• **EXERCISE INSTRUCTIONS**:
Pick each line that has "second" out of the records.

EXERCISE MATERIALS section start

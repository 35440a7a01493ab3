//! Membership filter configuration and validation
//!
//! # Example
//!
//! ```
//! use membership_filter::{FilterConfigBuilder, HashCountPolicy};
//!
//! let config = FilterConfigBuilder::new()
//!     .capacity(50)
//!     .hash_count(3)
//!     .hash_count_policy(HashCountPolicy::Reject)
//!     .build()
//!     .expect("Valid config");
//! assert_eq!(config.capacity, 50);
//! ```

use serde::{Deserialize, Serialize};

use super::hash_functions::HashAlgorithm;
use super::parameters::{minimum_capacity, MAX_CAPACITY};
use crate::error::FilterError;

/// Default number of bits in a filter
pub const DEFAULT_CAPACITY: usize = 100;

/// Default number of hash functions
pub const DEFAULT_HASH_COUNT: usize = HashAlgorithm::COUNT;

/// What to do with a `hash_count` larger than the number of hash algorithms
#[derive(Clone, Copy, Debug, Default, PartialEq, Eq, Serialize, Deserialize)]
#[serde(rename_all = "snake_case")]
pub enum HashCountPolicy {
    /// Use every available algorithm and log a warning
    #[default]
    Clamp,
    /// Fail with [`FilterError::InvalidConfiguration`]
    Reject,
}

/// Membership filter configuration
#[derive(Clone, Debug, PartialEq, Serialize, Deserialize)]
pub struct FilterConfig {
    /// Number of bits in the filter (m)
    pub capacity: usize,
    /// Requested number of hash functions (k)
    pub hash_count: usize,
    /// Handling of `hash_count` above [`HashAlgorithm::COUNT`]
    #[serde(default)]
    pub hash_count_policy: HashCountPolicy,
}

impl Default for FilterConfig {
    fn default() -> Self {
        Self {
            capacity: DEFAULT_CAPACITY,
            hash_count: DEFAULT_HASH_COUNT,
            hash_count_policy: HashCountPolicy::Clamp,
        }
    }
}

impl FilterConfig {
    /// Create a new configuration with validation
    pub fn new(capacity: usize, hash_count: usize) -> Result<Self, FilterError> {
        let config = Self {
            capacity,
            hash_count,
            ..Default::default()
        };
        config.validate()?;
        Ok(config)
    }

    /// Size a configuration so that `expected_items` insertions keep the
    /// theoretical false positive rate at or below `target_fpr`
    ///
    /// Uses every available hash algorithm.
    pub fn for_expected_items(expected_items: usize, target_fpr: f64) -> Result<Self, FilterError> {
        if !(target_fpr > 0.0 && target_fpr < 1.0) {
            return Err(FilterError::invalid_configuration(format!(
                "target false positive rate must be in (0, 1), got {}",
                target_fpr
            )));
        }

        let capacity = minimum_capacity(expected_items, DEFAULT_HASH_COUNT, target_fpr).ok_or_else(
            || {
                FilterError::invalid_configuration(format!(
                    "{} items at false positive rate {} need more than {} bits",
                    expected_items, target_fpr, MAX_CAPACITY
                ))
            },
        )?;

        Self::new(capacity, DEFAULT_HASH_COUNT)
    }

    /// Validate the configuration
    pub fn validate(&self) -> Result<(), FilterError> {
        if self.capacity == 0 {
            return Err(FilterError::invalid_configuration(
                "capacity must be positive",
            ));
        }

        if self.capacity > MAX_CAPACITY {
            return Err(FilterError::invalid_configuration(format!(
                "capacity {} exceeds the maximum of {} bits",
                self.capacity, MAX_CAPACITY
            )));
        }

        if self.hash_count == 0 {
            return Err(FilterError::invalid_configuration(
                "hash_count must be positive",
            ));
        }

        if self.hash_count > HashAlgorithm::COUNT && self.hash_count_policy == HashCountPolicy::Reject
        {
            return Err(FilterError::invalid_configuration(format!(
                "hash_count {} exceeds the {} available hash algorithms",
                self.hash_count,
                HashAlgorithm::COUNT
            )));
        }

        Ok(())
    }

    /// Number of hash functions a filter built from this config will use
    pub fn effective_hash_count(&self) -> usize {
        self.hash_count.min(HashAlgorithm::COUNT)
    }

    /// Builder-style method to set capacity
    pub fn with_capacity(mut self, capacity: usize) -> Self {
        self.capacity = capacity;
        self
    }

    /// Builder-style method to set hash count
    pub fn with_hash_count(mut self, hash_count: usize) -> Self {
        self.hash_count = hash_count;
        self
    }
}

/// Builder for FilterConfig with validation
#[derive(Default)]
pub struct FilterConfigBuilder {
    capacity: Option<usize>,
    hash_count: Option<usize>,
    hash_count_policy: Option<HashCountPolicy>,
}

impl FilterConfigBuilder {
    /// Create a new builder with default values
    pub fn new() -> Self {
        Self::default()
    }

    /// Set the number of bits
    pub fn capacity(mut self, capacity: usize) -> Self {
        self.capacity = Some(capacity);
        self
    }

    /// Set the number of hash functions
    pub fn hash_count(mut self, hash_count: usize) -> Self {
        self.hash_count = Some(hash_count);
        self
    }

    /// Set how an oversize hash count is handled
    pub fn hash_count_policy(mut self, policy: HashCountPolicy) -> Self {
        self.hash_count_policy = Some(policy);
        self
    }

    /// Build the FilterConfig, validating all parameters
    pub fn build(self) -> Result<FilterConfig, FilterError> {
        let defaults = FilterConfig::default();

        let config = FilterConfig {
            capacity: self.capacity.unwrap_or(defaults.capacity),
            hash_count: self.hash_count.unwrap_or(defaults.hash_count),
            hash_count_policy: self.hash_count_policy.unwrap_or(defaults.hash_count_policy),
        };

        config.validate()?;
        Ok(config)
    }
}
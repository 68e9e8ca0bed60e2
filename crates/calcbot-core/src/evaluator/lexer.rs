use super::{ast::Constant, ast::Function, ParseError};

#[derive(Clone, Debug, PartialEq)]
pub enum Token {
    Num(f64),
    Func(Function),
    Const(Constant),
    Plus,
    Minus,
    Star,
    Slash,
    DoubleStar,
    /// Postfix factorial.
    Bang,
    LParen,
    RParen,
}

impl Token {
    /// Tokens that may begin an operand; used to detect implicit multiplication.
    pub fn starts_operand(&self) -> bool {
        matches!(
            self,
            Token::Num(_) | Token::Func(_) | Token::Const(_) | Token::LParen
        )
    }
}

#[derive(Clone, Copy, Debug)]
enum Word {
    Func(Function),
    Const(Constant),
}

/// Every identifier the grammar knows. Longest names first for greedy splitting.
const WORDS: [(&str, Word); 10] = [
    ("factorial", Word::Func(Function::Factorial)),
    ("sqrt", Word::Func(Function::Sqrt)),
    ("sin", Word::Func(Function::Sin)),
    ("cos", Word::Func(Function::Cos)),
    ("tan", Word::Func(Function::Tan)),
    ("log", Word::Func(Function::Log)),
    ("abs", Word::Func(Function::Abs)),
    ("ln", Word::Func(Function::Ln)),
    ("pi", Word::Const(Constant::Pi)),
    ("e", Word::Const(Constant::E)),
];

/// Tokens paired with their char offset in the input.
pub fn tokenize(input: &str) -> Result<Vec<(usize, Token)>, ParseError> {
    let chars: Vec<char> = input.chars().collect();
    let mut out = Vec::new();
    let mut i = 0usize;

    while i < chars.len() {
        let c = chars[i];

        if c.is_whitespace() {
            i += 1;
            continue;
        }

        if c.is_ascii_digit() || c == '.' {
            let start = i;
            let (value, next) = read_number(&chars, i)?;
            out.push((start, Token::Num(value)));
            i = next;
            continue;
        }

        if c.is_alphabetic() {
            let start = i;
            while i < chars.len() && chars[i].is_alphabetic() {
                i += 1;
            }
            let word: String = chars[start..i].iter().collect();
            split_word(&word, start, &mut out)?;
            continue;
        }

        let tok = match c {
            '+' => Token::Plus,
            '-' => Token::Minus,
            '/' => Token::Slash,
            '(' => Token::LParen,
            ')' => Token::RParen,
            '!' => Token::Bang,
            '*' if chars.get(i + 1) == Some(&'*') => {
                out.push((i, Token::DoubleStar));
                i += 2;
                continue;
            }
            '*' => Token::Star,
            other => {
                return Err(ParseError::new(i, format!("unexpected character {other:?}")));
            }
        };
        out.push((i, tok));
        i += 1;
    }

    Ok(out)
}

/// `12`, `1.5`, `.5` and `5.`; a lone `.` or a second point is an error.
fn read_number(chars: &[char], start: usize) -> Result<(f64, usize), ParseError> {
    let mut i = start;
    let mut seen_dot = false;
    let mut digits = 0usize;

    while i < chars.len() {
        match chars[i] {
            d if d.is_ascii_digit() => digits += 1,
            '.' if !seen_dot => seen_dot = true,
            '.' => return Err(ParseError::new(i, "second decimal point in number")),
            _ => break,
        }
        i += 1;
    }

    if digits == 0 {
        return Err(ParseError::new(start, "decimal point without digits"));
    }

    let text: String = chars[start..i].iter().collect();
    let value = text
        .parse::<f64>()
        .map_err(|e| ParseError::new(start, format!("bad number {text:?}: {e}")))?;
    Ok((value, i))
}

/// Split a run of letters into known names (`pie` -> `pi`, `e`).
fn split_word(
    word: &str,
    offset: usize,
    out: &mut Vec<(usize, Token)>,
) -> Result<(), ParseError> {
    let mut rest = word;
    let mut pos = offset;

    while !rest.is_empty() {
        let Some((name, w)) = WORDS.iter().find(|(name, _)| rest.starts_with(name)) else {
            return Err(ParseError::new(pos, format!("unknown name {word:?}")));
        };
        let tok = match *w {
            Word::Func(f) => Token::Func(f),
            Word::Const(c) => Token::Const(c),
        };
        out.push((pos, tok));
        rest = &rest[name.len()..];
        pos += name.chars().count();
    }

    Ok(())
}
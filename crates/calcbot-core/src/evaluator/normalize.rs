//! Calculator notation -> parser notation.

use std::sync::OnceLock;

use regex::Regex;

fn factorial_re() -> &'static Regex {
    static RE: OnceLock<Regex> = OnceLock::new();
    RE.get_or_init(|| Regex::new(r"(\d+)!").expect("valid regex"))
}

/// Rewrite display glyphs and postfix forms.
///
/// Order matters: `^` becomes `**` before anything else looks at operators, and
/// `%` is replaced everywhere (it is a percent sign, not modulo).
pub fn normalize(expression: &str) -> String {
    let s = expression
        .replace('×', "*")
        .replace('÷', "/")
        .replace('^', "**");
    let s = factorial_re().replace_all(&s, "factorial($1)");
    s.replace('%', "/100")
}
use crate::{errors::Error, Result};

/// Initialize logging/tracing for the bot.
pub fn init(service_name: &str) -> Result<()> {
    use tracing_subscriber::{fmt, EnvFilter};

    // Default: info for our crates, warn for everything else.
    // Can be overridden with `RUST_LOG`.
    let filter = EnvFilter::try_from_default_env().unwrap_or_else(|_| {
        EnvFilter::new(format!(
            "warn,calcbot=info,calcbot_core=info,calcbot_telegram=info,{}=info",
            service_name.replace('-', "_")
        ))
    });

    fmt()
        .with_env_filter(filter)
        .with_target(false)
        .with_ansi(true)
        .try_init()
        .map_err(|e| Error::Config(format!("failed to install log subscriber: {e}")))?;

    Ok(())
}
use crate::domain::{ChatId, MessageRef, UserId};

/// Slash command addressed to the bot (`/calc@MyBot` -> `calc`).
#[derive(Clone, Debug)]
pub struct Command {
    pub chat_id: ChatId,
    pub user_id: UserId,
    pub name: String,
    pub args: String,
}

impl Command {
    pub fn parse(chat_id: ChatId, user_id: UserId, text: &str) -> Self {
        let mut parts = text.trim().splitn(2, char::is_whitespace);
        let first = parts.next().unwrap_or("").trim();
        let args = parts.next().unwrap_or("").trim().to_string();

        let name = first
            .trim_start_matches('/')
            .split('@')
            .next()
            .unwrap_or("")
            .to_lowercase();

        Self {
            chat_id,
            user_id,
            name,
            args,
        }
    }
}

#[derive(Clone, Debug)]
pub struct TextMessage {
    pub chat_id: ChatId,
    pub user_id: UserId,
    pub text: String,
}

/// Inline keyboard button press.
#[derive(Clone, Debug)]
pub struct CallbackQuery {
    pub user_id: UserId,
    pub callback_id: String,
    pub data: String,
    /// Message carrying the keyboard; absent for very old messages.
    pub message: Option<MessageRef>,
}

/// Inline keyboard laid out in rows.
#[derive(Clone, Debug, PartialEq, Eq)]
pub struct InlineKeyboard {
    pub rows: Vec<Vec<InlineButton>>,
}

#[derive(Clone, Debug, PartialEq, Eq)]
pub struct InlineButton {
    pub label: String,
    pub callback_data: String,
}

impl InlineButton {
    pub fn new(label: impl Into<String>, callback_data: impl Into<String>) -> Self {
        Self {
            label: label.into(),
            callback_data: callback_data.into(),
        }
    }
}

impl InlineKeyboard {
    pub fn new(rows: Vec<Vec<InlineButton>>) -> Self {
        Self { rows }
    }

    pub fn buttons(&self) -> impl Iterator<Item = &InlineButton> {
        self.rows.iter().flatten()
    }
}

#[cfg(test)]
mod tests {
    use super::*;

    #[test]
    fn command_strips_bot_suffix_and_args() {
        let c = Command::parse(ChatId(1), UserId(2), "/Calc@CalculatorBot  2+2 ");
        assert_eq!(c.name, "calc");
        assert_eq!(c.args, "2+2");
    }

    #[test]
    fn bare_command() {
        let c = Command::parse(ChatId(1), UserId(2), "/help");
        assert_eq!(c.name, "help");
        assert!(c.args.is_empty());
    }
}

EXERCISE MATERIALS section end

• **WRITTEN RESPONSE**:
/// `12`, `1.5`, `.5` and `5.`; a lone `.` or a second point is an error.
            '.' => return Err(ParseError::new(i, "second decimal point in number")),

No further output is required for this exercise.